Wednesday, September 17, 2008

Woke at 2:30 and again at 6. Sleeping is something we all do every day , but when you actually thing about it, nobody has any idea how to do it. We both have mouth ulcers – a good sign of being run down – but since we’re half way through our holiday now we should really be feeling less tired.

Undeterred, today we went on an Arthurian quest. Armed with a leaflet detailing the Cornish trail of the fictional king, we went to Tintagel – one of the five castles around the country that claim to be Arthur’s. We discovered that it was actually built about the time the Arthurian legend was being first written down – i.e. some 500 years after Arthur was supposed to have been king.

The road to the bottom of the hill the castle’s built on was so steep, and the climb ahead contained a hundred stairs, so we opted to quit and search for the grail instead.

That quest took us to the scene of Arthur’s last battle, and the Arthurian centre in Slaughterbridge. The Arthurian centre turns out to be a small shack, the walls of which are covered with wordy explanations of the legend’s history along with a few pictures and photocopies of wood cuttings. It resembled the kind of display you see in detective dramas – where the police cover the walls with unreadable scribbles, photos and documents which don’t appear to have any connection with each other.

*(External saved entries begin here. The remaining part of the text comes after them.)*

impl PaymentService {
    pub fn new(db: Arc<DatabaseConnection>, files: Arc<FileStore>) -> Self {
        Self { db, files }
    }

    /// Accepts a payment after checking ownership, booking state, the exact tier
    /// amount, the remaining balance and tier ordering, all in one transaction.
    #[instrument(
        skip(self, input),
        fields(booking_id = %input.booking_id, payment_type = %input.payment_type)
    )]
    pub async fn create(
        &self,
        customer_id: Uuid,
        input: CreatePaymentRequest,
    ) -> Result<PaymentView, ServiceError> {
        input.validate()?;
        let txn = self.db.begin().await?;

        let booking = lock_booking(&txn, input.booking_id)
            .await?
            .filter(|b| b.customer_id == customer_id)
            .ok_or_else(|| {
                ServiceError::NotFound(format!("Booking {} not found", input.booking_id))
            })?;
        if booking.status != BookingStatus::Validated {
            return Err(ServiceError::InvalidStatus(format!(
                "Booking {} is {}; payments require a validated booking",
                booking.order_code, booking.status
            )));
        }

        let existing = payments_for(&txn, booking.id).await?;
        let balance = Balance::of(booking.total_tagihan, &existing);
        let held: Vec<&payment::Model> =
            existing.iter().filter(|p| p.status.holds_balance()).collect();

        if balance.remaining <= Decimal::ZERO {
            return Err(ServiceError::InvalidOperation(format!(
                "Booking is already fully paid (remaining balance {})",
                balance.remaining.max(Decimal::ZERO)
            )));
        }

        let expected = input.payment_type.expected_amount(booking.total_tagihan);
        if input.amount != expected {
            return Err(ServiceError::ValidationError(format!(
                "Amount for {} must be exactly {} ({}% of {})",
                input.payment_type,
                expected,
                input.payment_type.percentage(),
                booking.total_tagihan
            )));
        }

        if input.amount > balance.remaining {
            return Err(ServiceError::InvalidOperation(format!(
                "Amount {} exceeds the remaining balance {}",
                input.amount, balance.remaining
            )));
        }

        let allowed = allowed_next_tiers(&held);
        if !allowed.contains(&input.payment_type) {
            let message = match input.payment_type {
                PaymentType::Pelunasan => "A pelunasan payment requires a prior dp payment",
                PaymentType::Dp | PaymentType::Full => {
                    "dp and full payments are only accepted as the first payment"
                }
            };
            return Err(ServiceError::InvalidOperation(message.to_string()));
        }

        let now = Utc::now();
        let model = payment::ActiveModel {
            id: Set(Uuid::new_v4()),
            booking_id: Set(booking.id),
            customer_id: Set(customer_id),
            admin_id: Set(None),
            payment_type: Set(input.payment_type),
            sequence: Set(held.len() as i32 + 1),
            amount: Set(input.amount),
            sisa_tagihan: Set(balance.remaining - input.amount),
            percentage: Set(input.payment_type.percentage()),
            method: Set(input.method.trim().to_string()),
            proof_file: Set(None),
            status: Set(PaymentStatus::Pending),
            diverifikasi: Set(false),
            verified_at: Set(None),
            receipt_file: Set(None),
            notes: Set(non_blank(input.notes)),
            created_at: Set(now),
            updated_at: Set(now),
        }
        .insert(&txn)
        .await?;
        txn.commit().await?;

        counter!("payments_created_total", 1, "type" => model.payment_type.to_string());
        info!(
            payment_id = %model.id,
            sequence = model.sequence,
            amount = %model.amount,
            sisa_tagihan = %model.sisa_tagihan,
            "Payment recorded"
        );
        Ok(model.into())
    }

    /// Attaches (or replaces) the transfer proof of the caller's own payment
    #[instrument(skip(self, bytes), fields(size = bytes.len()))]
    pub async fn upload_proof(
        &self,
        customer_id: Uuid,
        payment_id: Uuid,
        original_name: &str,
        bytes: &[u8],
    ) -> Result<PaymentView, ServiceError> {
        let model = payment::Entity::find_by_id(payment_id)
            .one(&*self.db)
            .await?
            .filter(|p| p.customer_id == customer_id)
            .ok_or_else(|| ServiceError::NotFound(format!("Payment {} not found", payment_id)))?;
        if model.status == PaymentStatus::Lunas {
            return Err(ServiceError::InvalidStatus(
                "Proof cannot be replaced on a settled payment".to_string(),
            ));
        }

        let stored = self
            .files
            .save(UploadFolder::Payments, original_name, bytes)
            .await?;
        let previous = model.proof_file.clone();
        let mut active: payment::ActiveModel = model.into();
        active.proof_file = Set(Some(stored.filename.clone()));
        active.updated_at = Set(Utc::now());
        let updated = match active.update(&*self.db).await {
            Ok(updated) => updated,
            Err(e) => {
                self.files
                    .remove_quietly(UploadFolder::Payments, Some(&stored.filename))
                    .await;
                return Err(e.into());
            }
        };

        self.files
            .remove_quietly(UploadFolder::Payments, previous.as_deref())
            .await;
        info!(payment_id = %payment_id, file = %stored.filename, "Payment proof stored");
        Ok(updated.into())
    }

    /// Admin decision on a payment. Re-activating a failed payment re-checks tier order
    /// and balance; a dp cannot fail underneath a held pelunasan.
    #[instrument(skip(self, input), fields(status = %input.status))]
    pub async fn verify(
        &self,
        admin_id: Uuid,
        payment_id: Uuid,
        input: VerifyPaymentRequest,
    ) -> Result<PaymentView, ServiceError> {
        input.validate()?;
        if input.status == PaymentStatus::Pending {
            return Err(ServiceError::ValidationError(
                "Verification must set lunas, cicilan or gagal".to_string(),
            ));
        }

        let txn = self.db.begin().await?;
        let model = payment::Entity::find_by_id(payment_id)
            .one(&txn)
            .await?
            .ok_or_else(|| ServiceError::NotFound(format!("Payment {} not found", payment_id)))?;
        let booking = lock_booking(&txn, model.booking_id).await?.ok_or_else(|| {
            ServiceError::NotFound(format!("Booking {} not found", model.booking_id))
        })?;

        let others: Vec<payment::Model> = payments_for(&txn, booking.id)
            .await?
            .into_iter()
            .filter(|p| p.id != model.id)
            .collect();
        let others_held: Vec<&payment::Model> =
            others.iter().filter(|p| p.status.holds_balance()).collect();

        if model.status.holds_balance() && !input.status.holds_balance() {
            let dependent = model.payment_type == PaymentType::Dp
                && others_held
                    .iter()
                    .any(|p| p.payment_type == PaymentType::Pelunasan);
            if dependent {
                warn!(payment_id = %payment_id, "Failing a dp with a held pelunasan rejected");
                return Err(ServiceError::InvalidOperation(
                    "A dp cannot fail while a pelunasan that follows it is still held".to_string(),
                ));
            }
        }

        if !model.status.holds_balance() && input.status.holds_balance() {
            if !allowed_next_tiers(&others_held).contains(&model.payment_type) {
                return Err(ServiceError::InvalidOperation(format!(
                    "A {} payment cannot be reactivated alongside the payments already held",
                    model.payment_type
                )));
            }
            let balance = Balance::of(booking.total_tagihan, &others);
            if model.amount > balance.remaining {
                warn!(
                    payment_id = %payment_id,
                    remaining = %balance.remaining,
                    "Reactivation rejected"
                );
                return Err(ServiceError::InvalidOperation(format!(
                    "Reactivating this payment would exceed the remaining balance {}",
                    balance.remaining
                )));
            }
        }

        let now = Utc::now();
        let mut active: payment::ActiveModel = model.into();
        active.status = Set(input.status);
        active.diverifikasi = Set(input.status != PaymentStatus::Gagal);
        active.admin_id = Set(Some(admin_id));
        active.verified_at = Set(Some(now));
        if let Some(notes) = non_blank(input.notes) {
            active.notes = Set(Some(notes));
        }
        active.updated_at = Set(now);
        let updated = active.update(&txn).await?;
        txn.commit().await?;

        counter!("payments_verified_total", 1, "status" => updated.status.to_string());
        info!(payment_id = %payment_id, booking_id = %updated.booking_id, "Payment verified");
        Ok(updated.into())
    }

    #[instrument(skip(self))]
    pub async fn list(
        &self,
        query: PaymentListQuery,
        customer_id: Option<Uuid>,
    ) -> Result<(Vec<PaymentView>, u64), ServiceError> {
        let (page, limit) = page_bounds(query.page, query.limit);
        let mut select = payment::Entity::find();
        if let Some(customer_id) = customer_id {
            select = select.filter(payment::Column::CustomerId.eq(customer_id));
        }
        if let Some(status) = query.status {
            select = select.filter(payment::Column::Status.eq(status));
        }
        if let Some(booking_id) = query.booking_id {
            select = select.filter(payment::Column::BookingId.eq(booking_id));
        }

        let paginator = select
            .order_by_desc(payment::Column::CreatedAt)
            .paginate(&*self.db, limit);
        let total = paginator.num_items().await?;
        let payments = paginator.fetch_page(page - 1).await?;
        Ok((payments.into_iter().map(PaymentView::from).collect(), total))
    }

    /// A payment visible to the caller: admins see all, customers their own.
    #[instrument(skip(self, user), fields(principal_id = %user.id))]
    pub async fn get(
        &self,
        user: &AuthUser,
        payment_id: Uuid,
    ) -> Result<PaymentView, ServiceError> {
        payment::Entity::find_by_id(payment_id)
            .one(&*self.db)
            .await?
            .filter(|p| user.is_admin() || p.customer_id == user.id)
            .map(PaymentView::from)
            .ok_or_else(|| ServiceError::NotFound(format!("Payment {} not found", payment_id)))
    }

    #[instrument(skip(self, user), fields(principal_id = %user.id))]
    pub async fn summary(
        &self,
        user: &AuthUser,
        booking_id: Uuid,
    ) -> Result<PaymentSummary, ServiceError> {
        let booking = booking::Entity::find_by_id(booking_id)
            .one(&*self.db)
            .await?
            .filter(|b| user.is_admin() || b.customer_id == user.id)
            .ok_or_else(|| ServiceError::NotFound(format!("Booking {} not found", booking_id)))?;

        let payments = payments_for(&*self.db, booking.id).await?;
        let balance = Balance::of(booking.total_tagihan, &payments);
        let held: Vec<&payment::Model> =
            payments.iter().filter(|p| p.status.holds_balance()).collect();

        let next_allowed = if booking.status == BookingStatus::Validated
            && balance.remaining > Decimal::ZERO
        {
            allowed_next_tiers(&held)
                .into_iter()
                .map(|t| TierOption {
                    payment_type: t,
                    percentage: t.percentage(),
                    amount: t.expected_amount(booking.total_tagihan),
                })
                .filter(|o| o.amount <= balance.remaining)
                .collect()
        } else {
            Vec::new()
        };

        Ok(PaymentSummary {
            booking_id: booking.id,
            order_code: booking.order_code,
            booking_status: booking.status,
            balance,
            next_allowed,
            payments: payments.into_iter().map(PaymentView::from).collect(),
        })
    }
}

They did have a lot of toys for George, on the floor though and a video which allowed us to rest our legs before the long tramp carrying him to Arthur’s Stone – a stone with some words on it, but no obvious connection with Arthur whatsoever.

Beside the viewing platform there’s a sign - can't remember the exact words but the sentiment was, why does it matter whether the legends are true as long as the myth gives you the inspiration to take on your own barbarian hordes – and I guess that’s the point. The tintagel ruin is younger than Arthur and built of the strongest materials known at the time. And yet it’s nothing but a pile of rocks now – whilst the Arthurian legend is even now being re-written brand new as a BBC series. Stories are so much stronger than stones.

Carrying george the distance to the castle foot and the carved stone tired me for the rest of the day, but it was worth it. Not least because even though I didn’t run this week, when I went to tighten my belt, I discovered there were no more notches to tighten it to…

But our quest wasn’t over… it became a quest for lunch. And turned out to be a tough one. We toured the county looking for someone who would serve food. Most restaurants here seem to close for lunch and those that don't were either missing chefs or were directed to by signs which in true Holy Grail style disappeared before we found their source.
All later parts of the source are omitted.